PYM-SD Solidarity Statement at Co-Sponsored Political Imprisonment, the Prison Industrial Complex and Radical Resistance Event

Featuring Freed Political Prisoner Sekou Abdullah Odinga, Johanna Fernandez and the SD33

The Palestinian Youth Movement stands in solidarity with all political prisoners. As a transnational movement, our political trajectory and growth is informed by our struggle for liberation as well as the local contexts that we organize in. In the US, the prison industrial complex and black imprisonment, profiling and targeting are main reference points for our sites of local struggle.  

We view the mass incarceration and political and social repression of black communities as something larger than a criminal process. We see this “process of criminalization” as a mechanism of social and political control of black populations and black imprisonment as political imprisonment. The black radical tradition, black power movement, black panther party and other fronts have been instrumental in resisting white supremacy and US hegemony historically and today. Each form of radical resistance is met with concentrated pushback in order to marginalize, weaken and pacify such resistance. We see this crystallize with the inception of COINTELPRO and infiltration and surveillance of the black population. This tactic of repression has since then surfaced to target multiple communities fighting for liberation including the US war on drugs and now terror.  

COINTELPRO is used in conjunction with rhetoric deeming a particular community as an enemy of state, thus justifying this surveillance and repression system to the US public. This rhetoric functions in complete disregard of the hundreds of years of history of the enslavement, dehumanization, and labor of black people that was and still is central to the foundation and sustenance of this country. This erasure of black history reinforces white supremacy, especially in the current climate where multiculturalism (or the “post-racial”) is an essential liberal value.  

We see our connection to black resistance and struggle as an inherent part of a process of liberation that requires transnationalism because liberation is not sustainable, or even possible, in isolation. Here in the US, we have seen a new rendition of COINTELPRO, in conjunction with new policies like the USA PATRIOT Act and material support regulations, which actively works to criminalize Arab, Muslim and South Asian communities. In addition, Palestine and Palestinians have been a central point of surveillance and have faced criminal charges for what should be deemed as having social, political and religious freedom.  
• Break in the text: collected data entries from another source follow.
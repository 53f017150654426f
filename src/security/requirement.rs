//! Effective security requirement lookup.
//!
//! OpenAPI inheritance is override-not-merge: an operation that has a
//! `security` field at all (even `[]`) replaces the document default entirely.

use crate::error::SecurityError;
use crate::spec::{Document, HttpMethod, SecurityRequirement};

/// The document-level default requirement list
///
/// Empty when the document declares no root `security`.
#[must_use]
pub fn get_root_security(document: &Document) -> &[SecurityRequirement] {
    document.security.as_deref().unwrap_or_default()
}

/// The requirement list in force for `path` + `method`
///
/// # Errors
///
/// * [`SecurityError::NoPathInSchema`] - the document has no `paths`
/// * [`SecurityError::PathNotFound`] - `path` is not a key of `paths`
/// * [`SecurityError::OperationNotFound`] - the path item has no `method`
pub fn get_operation_security<'a>(
    document: &'a Document,
    path: &str,
    method: HttpMethod,
) -> Result<&'a [SecurityRequirement], SecurityError> {
    if document.paths.is_none() {
        return Err(SecurityError::NoPathInSchema);
    }
    let item = document
        .path_item(path)
        .ok_or_else(|| SecurityError::PathNotFound(path.to_string()))?;
    let operation = item
        .operation(method)
        .ok_or_else(|| SecurityError::OperationNotFound {
            path: path.to_string(),
            method: method.to_string(),
        })?;

    match operation.security.as_deref() {
        Some(own) => Ok(own),
        None => Ok(get_root_security(document)),
    }
}
#![allow(dead_code)]

use serde_json::{json, Value};

/// Pet store document exercising every scheme type and the inheritance rules
///
/// - `/pets` `get` inherits the root api key requirement
/// - `/pets` `post` accepts anonymous access or oauth2 `read`
/// - `/pets/{id}` `delete` opts out with an explicit `security: []`
/// - `/admin` `get` needs mutual TLS together with a bearer token
/// - `/ghost` `get` only references an undeclared scheme
pub fn pet_store() -> Value {
    json!({
        "openapi": "3.1.0",
        "info": { "title": "Pet Store", "version": "1.0.0" },
        "security": [{ "apiKeyAuth": [] }],
        "components": {
            "securitySchemes": {
                "apiKeyAuth": { "type": "apiKey", "name": "X-Api-Key", "in": "header" },
                "bearerAuth": { "type": "http", "scheme": "bearer", "bearerFormat": "JWT" },
                "mtls": { "type": "mutualTLS" },
                "oidc": {
                    "type": "openIdConnect",
                    "openIdConnectUrl": "https://id.example.com/.well-known/openid-configuration"
                },
                "oauth2Auth": {
                    "type": "oauth2",
                    "flows": {
                        "implicit": {
                            "authorizationUrl": "https://auth.example.com/authorize",
                            "scopes": { "read": "Read pets", "write": "Write pets" }
                        },
                        "clientCredentials": {
                            "tokenUrl": "https://auth.example.com/token",
                            "refreshUrl": "https://auth.example.com/refresh",
                            "scopes": { "admin": "Administer pets" }
                        }
                    }
                }
            }
        },
        "paths": {
            "/pets": {
                "get": { "operationId": "list_pets" },
                "post": {
                    "operationId": "add_pet",
                    "security": [{}, { "oauth2Auth": ["read"] }]
                }
            },
            "/pets/{id}": {
                "get": { "operationId": "get_pet", "security": [{ "oidc": ["openid"] }] },
                "delete": { "operationId": "delete_pet", "security": [] }
            },
            "/admin": {
                "get": {
                    "operationId": "admin_settings",
                    "security": [{ "mtls": [], "bearerAuth": [] }]
                }
            },
            "/ghost": {
                "get": { "operationId": "ghost", "security": [{ "nobody": [] }] }
            }
        }
    })
}

/// The same pet store as YAML text
pub const PET_STORE_YAML: &str = r#"
openapi: 3.1.0
info:
  title: Pet Store
  version: 1.0.0
security:
  - apiKeyAuth: []
components:
  securitySchemes:
    apiKeyAuth:
      type: apiKey
      name: X-Api-Key
      in: header
    oauth2Auth:
      type: oauth2
      flows:
        implicit:
          authorizationUrl: https://auth.example.com/authorize
          scopes:
            read: Read pets
            write: Write pets
paths:
  /pets:
    get:
      operationId: list_pets
    post:
      operationId: add_pet
      security:
        - {}
        - oauth2Auth: [read, delete]
  /pets/{id}:
    delete:
      operationId: delete_pet
      security: []
"#;
use super::types::{
    ApiKeyLocation, Components, Document, HttpMethod, OAuthFlowDecl, OAuthFlows, Operation,
    PathItem, SecurityRequirement, SecuritySchemeDecl, SecuritySchemes,
};
use crate::error::SecurityError;
use serde_json::{Map, Value};
use tracing::debug;

/// Return the string at `key` if it is a non-empty string.
fn non_empty_str(obj: &Map<String, Value>, key: &str) -> Option<String> {
    obj.get(key)
        .and_then(Value::as_str)
        .filter(|s| !s.is_empty())
        .map(str::to_string)
}

/// Extract a list of security requirements from a `security` field value
///
/// Absent or `null` means "not declared" and yields `None`. An array yields
/// `Some`, even when empty, so an explicit `security: []` survives ingestion.
/// Non-object alternatives are dropped; a scope list that is missing or not an
/// array becomes empty, and non-string scopes are dropped.
pub fn extract_security_requirements(value: Option<&Value>) -> Option<Vec<SecurityRequirement>> {
    let list = match value? {
        Value::Array(list) => list,
        Value::Null => return None,
        other => {
            debug!(found = %type_name(other), "ignoring non-array security field");
            return None;
        }
    };

    let requirements = list
        .iter()
        .filter_map(Value::as_object)
        .map(|obj| {
            let mut req = SecurityRequirement::new();
            for (name, scopes) in obj {
                if name.is_empty() {
                    continue;
                }
                let scopes = scopes
                    .as_array()
                    .map(|arr| {
                        arr.iter()
                            .filter_map(Value::as_str)
                            .map(str::to_string)
                            .collect()
                    })
                    .unwrap_or_default();
                req.insert(name.clone(), scopes);
            }
            req
        })
        .collect();
    Some(requirements)
}

fn extract_flow(value: Option<&Value>) -> Option<OAuthFlowDecl> {
    let obj = value?.as_object()?;
    let scopes = obj.get("scopes").and_then(Value::as_object).map(|scopes| {
        scopes
            .iter()
            .map(|(name, desc)| (name.clone(), desc.as_str().unwrap_or_default().to_string()))
            .collect()
    });
    Some(OAuthFlowDecl {
        authorization_url: non_empty_str(obj, "authorizationUrl"),
        token_url: non_empty_str(obj, "tokenUrl"),
        refresh_url: non_empty_str(obj, "refreshUrl"),
        scopes,
    })
}

/// Extract the `flows` object of an OAuth2 scheme
///
/// Flows that are not objects are treated as undeclared. Whether a declared
/// flow is usable is left to the flow extractors.
pub fn extract_oauth_flows(obj: &Map<String, Value>) -> OAuthFlows {
    OAuthFlows {
        implicit: extract_flow(obj.get("implicit")),
        password: extract_flow(obj.get("password")),
        client_credentials: extract_flow(obj.get("clientCredentials")),
        authorization_code: extract_flow(obj.get("authorizationCode")),
    }
}

fn invalid(kind: &str, reason: &str) -> SecuritySchemeDecl {
    SecuritySchemeDecl::Invalid {
        kind: kind.to_string(),
        reason: reason.to_string(),
    }
}

/// Convert one declared security scheme into its typed form
///
/// Returns `None` when the value is not an object or has no string `type`:
/// such entries are not security schemes at all.
pub fn extract_security_scheme(value: &Value) -> Option<SecuritySchemeDecl> {
    let obj = value.as_object()?;
    let kind = obj.get("type").and_then(Value::as_str)?;

    let scheme = match kind {
        "apiKey" => {
            let name = non_empty_str(obj, "name");
            let location = non_empty_str(obj, "in");
            match (name, location) {
                (None, _) => invalid(kind, "apiKey scheme has no `name`"),
                (_, None) => invalid(kind, "apiKey scheme has no `in`"),
                (Some(name), Some(loc)) => SecuritySchemeDecl::ApiKey {
                    name,
                    location: ApiKeyLocation::from(loc.as_str()),
                },
            }
        }
        "http" => match non_empty_str(obj, "scheme") {
            Some(scheme) => SecuritySchemeDecl::Http {
                scheme,
                bearer_format: non_empty_str(obj, "bearerFormat"),
            },
            None => invalid(kind, "http scheme has no `scheme`"),
        },
        "mutualTLS" => SecuritySchemeDecl::MutualTls,
        "oauth2" => match obj.get("flows").and_then(Value::as_object) {
            Some(flows) if !flows.is_empty() => SecuritySchemeDecl::OAuth2 {
                flows: extract_oauth_flows(flows),
            },
            Some(_) => invalid(kind, "oauth2 scheme has an empty `flows` object"),
            None => invalid(kind, "oauth2 scheme has no `flows` object"),
        },
        "openIdConnect" => match non_empty_str(obj, "openIdConnectUrl") {
            Some(open_id_connect_url) => SecuritySchemeDecl::OpenIdConnect { open_id_connect_url },
            None => invalid(kind, "openIdConnect scheme has no `openIdConnectUrl`"),
        },
        other => SecuritySchemeDecl::Unsupported {
            kind: other.to_string(),
        },
    };
    Some(scheme)
}

/// Extract `components.securitySchemes`
pub fn extract_components(value: Option<&Value>) -> Option<Components> {
    let obj = value?.as_object()?;
    let security_schemes = obj
        .get("securitySchemes")
        .and_then(Value::as_object)
        .map(|schemes| {
            let mut out = SecuritySchemes::new();
            for (name, scheme) in schemes {
                match extract_security_scheme(scheme) {
                    Some(decl) => out.insert(name.clone(), decl),
                    None => debug!(scheme = %name, "ignoring security scheme without a type"),
                }
            }
            out
        });
    Some(Components { security_schemes })
}

/// Extract one path item, keeping only HTTP verb keys whose value is an object
pub fn extract_path_item(value: &Value) -> PathItem {
    let mut item = PathItem::new();
    let Some(obj) = value.as_object() else {
        return item;
    };
    for (key, op) in obj {
        let Some(method) = HttpMethod::from_key(key) else {
            continue;
        };
        let Some(op_obj) = op.as_object() else {
            continue;
        };
        item.insert(
            method,
            Operation {
                operation_id: non_empty_str(op_obj, "operationId"),
                security: extract_security_requirements(op_obj.get("security")),
            },
        );
    }
    item
}

fn type_name(value: &Value) -> &'static str {
    match value {
        Value::Null => "null",
        Value::Bool(_) => "boolean",
        Value::Number(_) => "number",
        Value::String(_) => "string",
        Value::Array(_) => "array",
        Value::Object(_) => "object",
    }
}

impl Document {
    /// Build a typed document from an already-parsed JSON/YAML value
    ///
    /// This is the single place where the shape of the raw document is checked.
    /// Everything downstream operates on guaranteed-present fields.
    ///
    /// # Errors
    ///
    /// * [`SecurityError::SchemaNotProvided`] - `value` is `null`
    /// * [`SecurityError::SchemaNotObject`] - `value` is not an object
    pub fn from_value(value: &Value) -> Result<Document, SecurityError> {
        let obj = match value {
            Value::Null => return Err(SecurityError::SchemaNotProvided),
            Value::Object(obj) => obj,
            _ => return Err(SecurityError::SchemaNotObject),
        };

        let paths = obj.get("paths").and_then(Value::as_object).map(|paths| {
            paths
                .iter()
                .map(|(path, item)| (path.clone(), extract_path_item(item)))
                .collect::<Vec<_>>()
        });

        Ok(Document {
            security: extract_security_requirements(obj.get("security")),
            paths,
            components: extract_components(obj.get("components")),
        })
    }
}

impl TryFrom<&Value> for Document {
    type Error = SecurityError;

    fn try_from(value: &Value) -> Result<Self, Self::Error> {
        Document::from_value(value)
    }
}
In Palestine, our political prisoner struggle is a key site of contestation in the power struggle for our liberation. Political imprisonment has been used to criminalize the most menial actions like throwing a stone at a tank to imprisoning the most important political leaders of different parties and groups in order to suppress political organizing and resistance. In addition, every day activity like standing in public space in groups is also criminalized, similar to policies like gang injunctions or stop-and-frisk here. Political imprisonment has also affected children as young as 12 years of age while detention has impacted children even younger. Additionally, police brutality and murder has plagued our people since the inception of the Zionist movement and its presence in Palestine.  

In more recent years we have seen the exchange of tactics and weapons for the concrete oppression of both of our communities between the US and the Zionist regime. The colonial logics of the US and Zionism are built on the premise of racialization. It is clear that the Prison Industrial Complex functions as a mechanism for the expansion of capitalism and profiting off of racialized bodies. It is with this lens that we can understand the mass incarceration of black communities as political and not criminal. It is from the depths of both of these contexts of mass imprisonment that we understand imprisonment as a political tool for suppressing radical politics and resistance. It is only through abolition and revolution, not reform, that we will be freed of this oppressive system and can build toward a new world. And it is our right, as oppressed peoples, to do so “by any means necessary,” in the words of Malcolm X.  

We, the Palestinian Youth Movement, stand in joint-struggle with the black community and other oppressed peoples, to honor and continue our resistance to state violence and colonial regimes of power. We will fight with you until liberation!